# Using Speech Generation (Text-to-Speech) with Gemini

This notebook demonstrates how to use the Gemini API to generate speech from text. The API allows for both single-speaker and multi-speaker audio generation with control over style, accent, pace, and tone using natural language.

Text-to-speech (TTS) generation is currently in Preview.

**Supported Models:**
*   `gemini-2.5-flash-preview-tts`
*   `gemini-2.5-pro-preview-tts`

For more details, see the [official documentation](https://ai.google.dev/gemini-api/docs/speech-generation).


In [None]:
%pip install google-genai soundfile numpy

In [8]:
import os
from google import genai
from google.genai import types
import soundfile as sf
import numpy as np
from IPython.display import Audio, display

client = genai.Client(api_key=os.environ["GEMINI_API_KEY"])

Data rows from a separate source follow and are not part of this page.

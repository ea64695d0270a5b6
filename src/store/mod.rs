//! Account, lead and draft registries.

pub mod memory;
pub mod traits;

pub use memory::{InMemoryAccounts, InMemoryDrafts, InMemoryLeads};
pub use traits::{
    AccountRegistry, DraftRecord, DraftStatus, DraftStore, LeadRegistry, LeadStatus,
};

# helper to save audio file 
def save_audio_with_soundfile(pcm_byte_data, filename="output.wav", sample_rate=24000):
    """Saves PCM byte data to a WAV file using the soundfile library."""
    audio_array = np.frombuffer(pcm_byte_data, dtype=np.int16)
    sf.write(filename, audio_array, sample_rate)
    return filename


## Single-speaker text-to-speech

This example demonstrates how to convert text to single-speaker audio. We'll set the `response_modality` to `"AUDIO"` and provide a `SpeechConfig` with a chosen `voice_name`.

In [19]:
single_speaker_prompt = """
Say cheerfully "Have a wonderful day! I wish you a great day!"
[Pause]
Say angry "What the hell was that?"
"""

response = client.models.generate_content(
   model="gemini-2.5-flash-preview-tts",
   contents=single_speaker_prompt,
   config=types.GenerateContentConfig(
      response_modalities=["AUDIO"],
      speech_config=types.SpeechConfig(
         voice_config=types.VoiceConfig(
            prebuilt_voice_config=types.PrebuiltVoiceConfig(
               voice_name='Kore', # Choose from https://ai.google.dev/gemini-api/docs/speech-generation#voices
            )
         )
      ),
   )
)

# save as file and display
filename = save_audio_with_soundfile(response.candidates[0].content.parts[0].inline_data.data)
display(Audio(filename))


## Multi-speaker text-to-speech

This example shows how to generate audio with multiple speakers. We provide a transcript with speaker names and can guide the style for each speaker.

In [20]:
multi_speaker_prompt = """Conversation between Joe and Sarah. Make Joe sound tired and bored, and Sarah sound excited and happy:

Joe: So... what's on the agenda today?
Sarah: You're never going to guess!
"""

response = client.models.generate_content(
   model="gemini-2.5-flash-preview-tts",
   contents=multi_speaker_prompt,
   config=types.GenerateContentConfig(
      response_modalities=["AUDIO"],
      speech_config=
      types.SpeechConfig(
         multi_speaker_voice_config=types.MultiSpeakerVoiceConfig(
            speaker_voice_configs=[
               types.SpeakerVoiceConfig(
                  speaker='Joe',
                  voice_config=types.VoiceConfig(
                     prebuilt_voice_config=types.PrebuiltVoiceConfig(
                        voice_name='Enceladus',
                     )
                  )
               ),
               types.SpeakerVoiceConfig(
                  speaker='Sarah',
                  voice_config=types.VoiceConfig(
                     prebuilt_voice_config=types.PrebuiltVoiceConfig(
                        voice_name='Leda', 
                     )
                  )
               ),
            ]
         )
      )
   )
)

# save as file and display
filename = save_audio_with_soundfile(response.candidates[0].content.parts[0].inline_data.data)
display(Audio(filename))